Electrochemical oxidation of benzothiazole dyes for monitoring amyloid formation related to the Alzheimer's disease.

Alzheimer's disease (AD) is associated with the formation and deposition of amyloid fibrils. A better understanding of the oligomeric intermediates on the pathway to fibrilization is highly desired, but efficient methods for their detection are lacking. We have studied the interfacial properties of amyloid peptides (Abeta-40 and Abeta-42) and the course of their aggregation in vitro in the presence of the benzothiazole dyes Thioflavin T (4-(3,6-dimethyl-1,3-benzothiazol-3-ium-2-yl)-N,N-dimethylaniline) chloride, ThT) and BTA-1 ([2-(4'-(methylamino)phenyl) benzothiazole]) using electrochemical techniques. The intercalative properties of these dyes between the beta-sheets of amyloids have been well-documented using fluorescence-based systems, but their electrochemistry is reported here for the first time. ThT is positively charged and water-soluble, whereas BTA-1 is neutral and hydrophobic.

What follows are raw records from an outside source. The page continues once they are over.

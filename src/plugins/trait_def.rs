//! Plugin, service and hook definitions

use async_trait::async_trait;
use std::any::Any;
use std::fmt;
use std::sync::Arc;
use uuid::Uuid;

use crate::application::context::BotContext;
use crate::application::errors::BotError;
use crate::domain::entities::{Command, ConfigAction, Guild};

/// Upcast helper so registered services can be recovered as concrete types
pub trait AsAny {
    fn as_any_arc(self: Arc<Self>) -> Arc<dyn Any + Send + Sync>;
}

impl<T: Any + Send + Sync> AsAny for T {
    fn as_any_arc(self: Arc<Self>) -> Arc<dyn Any + Send + Sync> {
        self
    }
}

/// A plugin-scoped singleton holding guild-scoped business logic
#[async_trait]
pub trait Service: AsAny + Send + Sync + 'static {
    /// Name the service is registered under, unique within its plugin
    fn name(&self) -> &str;

    async fn on_listen(&self, _bot: &BotContext) -> Result<(), BotError> {
        Ok(())
    }

    async fn on_join_guild(&self, _bot: &BotContext, _guild: &Guild) -> Result<(), BotError> {
        Ok(())
    }
}

/// Optional lifecycle hooks a plugin may provide
#[async_trait]
pub trait PluginHooks: Send + Sync {
    async fn on_listen(&self, _bot: &BotContext) -> Result<(), BotError> {
        Ok(())
    }

    async fn on_join_guild(&self, _bot: &BotContext, _guild: &Guild) -> Result<(), BotError> {
        Ok(())
    }

    async fn on_enabled(&self, _bot: &BotContext, _guild_id: &str) -> Result<(), BotError> {
        Ok(())
    }

    async fn on_disabled(&self, _bot: &BotContext, _guild_id: &str) -> Result<(), BotError> {
        Ok(())
    }
}

/// Data written for every guild that does not have `keyword` yet
#[derive(Debug, Clone, PartialEq)]
pub struct DefaultData {
    pub keyword: String,
    pub data: serde_json::Value,
}

/// A named bundle of services, commands, config actions and permission levels
pub struct Plugin {
    pub name: String,
    pub description: String,
    pub dependencies: Vec<PluginDescriptor>,
    pub services: Vec<Arc<dyn Service>>,
    pub commands: Vec<Command>,
    pub config_actions: Vec<ConfigAction>,
    pub permission_levels: Vec<String>,
    pub default_data: Vec<DefaultData>,
    pub enabled_by_default: bool,
    pub hooks: Option<Arc<dyn PluginHooks>>,
    bound_to: Option<Uuid>,
}

impl Plugin {
    pub fn new(name: impl Into<String>) -> Self {
        Self {
            name: name.into(),
            description: String::new(),
            dependencies: Vec::new(),
            services: Vec::new(),
            commands: Vec::new(),
            config_actions: Vec::new(),
            permission_levels: Vec::new(),
            default_data: Vec::new(),
            enabled_by_default: true,
            hooks: None,
            bound_to: None,
        }
    }

    pub fn with_description(mut self, description: impl Into<String>) -> Self {
        self.description = description.into();
        self
    }

    pub fn depends_on(mut self, dependency: impl Into<PluginDescriptor>) -> Self {
        self.dependencies.push(dependency.into());
        self
    }

    pub fn with_service<S: Service>(mut self, service: S) -> Self {
        self.services.push(Arc::new(service));
        self
    }

    pub fn with_command(mut self, command: Command) -> Self {
        self.commands.push(command);
        self
    }

    pub fn with_config_action(mut self, action: ConfigAction) -> Self {
        self.config_actions.push(action);
        self
    }

    pub fn with_permission_level(mut self, level: impl Into<String>) -> Self {
        self.permission_levels.push(level.into());
        self
    }

    pub fn with_default_data(mut self, keyword: impl Into<String>, data: serde_json::Value) -> Self {
        self.default_data.push(DefaultData { keyword: keyword.into(), data });
        self
    }

    pub fn with_hooks<H: PluginHooks + 'static>(mut self, hooks: H) -> Self {
        self.hooks = Some(Arc::new(hooks));
        self
    }

    /// Unset guilds treat the plugin as disabled until enabled explicitly
    pub fn disabled_by_default(mut self) -> Self {
        self.enabled_by_default = false;
        self
    }

    /// Tie this instance to one bot
    pub fn bind(mut self, bot_id: Uuid) -> Self {
        self.bound_to = Some(bot_id);
        self
    }

    pub fn bound_to(&self) -> Option<Uuid> {
        self.bound_to
    }
}

impl fmt::Debug for Plugin {
    fn fmt(&self, f: &mut fmt::Formatter<'_>) -> fmt::Result {
        f.debug_struct("Plugin")
            .field("name", &self.name)
            .field("dependencies", &self.dependencies)
            .field("commands", &self.commands.len())
            .field("config_actions", &self.config_actions.len())
            .field("services", &self.services.len())
            .field("permission_levels", &self.permission_levels)
            .finish()
    }
}

type PluginFactory = Box<dyn FnOnce(Uuid) -> Plugin + Send>;

/// The shapes a plugin can be handed to the loader in
pub enum PluginDescriptor {
    /// A ready plugin value
    Plugin(Plugin),
    /// Constructed with the id of the loading bot
    Factory(PluginFactory),
    /// Resolved by name through the bot's [`PluginResolver`]
    Package(String),
}

impl PluginDescriptor {
    pub fn factory<F>(factory: F) -> Self
    where
        F: FnOnce(Uuid) -> Plugin + Send + 'static,
    {
        PluginDescriptor::Factory(Box::new(factory))
    }

    /// Name if it is known without constructing the plugin
    pub fn known_name(&self) -> Option<&str> {
        match self {
            PluginDescriptor::Plugin(p) => Some(&p.name),
            PluginDescriptor::Package(name) => Some(name),
            PluginDescriptor::Factory(_) => None,
        }
    }
}

impl fmt::Debug for PluginDescriptor {
    fn fmt(&self, f: &mut fmt::Formatter<'_>) -> fmt::Result {
        match self {
            PluginDescriptor::Plugin(p) => write!(f, "Plugin({})", p.name),
            PluginDescriptor::Factory(_) => f.write_str("Factory(..)"),
            PluginDescriptor::Package(name) => write!(f, "Package({})", name),
        }
    }
}

impl From<Plugin> for PluginDescriptor {
    fn from(plugin: Plugin) -> Self {
        PluginDescriptor::Plugin(plugin)
    }
}

impl From<&str> for PluginDescriptor {
    fn from(package: &str) -> Self {
        PluginDescriptor::Package(package.to_string())
    }
}

impl From<String> for PluginDescriptor {
    fn from(package: String) -> Self {
        PluginDescriptor::Package(package)
    }
}

/// Turns a package name into a plugin
pub trait PluginResolver: Send + Sync {
    fn resolve(&self, package: &str) -> Option<PluginDescriptor>;
}

impl<F> PluginResolver for F
where
    F: Fn(&str) -> Option<PluginDescriptor> + Send + Sync,
{
    fn resolve(&self, package: &str) -> Option<PluginDescriptor> {
        self(package)
    }
}

/// Resolver that knows no packages
pub struct NoResolver;

impl PluginResolver for NoResolver {
    fn resolve(&self, _package: &str) -> Option<PluginDescriptor> {
        None
    }
}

Immediate and significantly different electrochemical characteristics of these dyes were observed in the presence of amyloid peptides. A decrease of the BTA-1 oxidation signal was observed upon incubation with Abeta-40. Incubation of BTA-1 with Abeta-42 results in an increased rate of exponential decay, which was in agreement with the known rapid aggregation properties of Abeta-42. The aggregation of amyloid peptides with ThT resulted in an unexpected increase in signal after 24 h of incubation, consistent for both peptides. The results of the electrochemical trials were confirmed using simultaneous fluorescence analysis of the same incubated amyloid samples. The very early changes in the interfacial behavior of the amyloid peptides after the first few minutes of incubation were attributed to the fast oligomerization of the peptides with the disruption of the intercalative properties of the benzothiazole dyes between the beta-sheets. The subsequent changes in the electrochemical signals can be related to the onset of intercalation between the fibrils. Our results demonstrate the utility of electrochemical oxidation signals of the benzothiazole dyes as a new and simple tool for the investigation of amyloid formation related to the AD.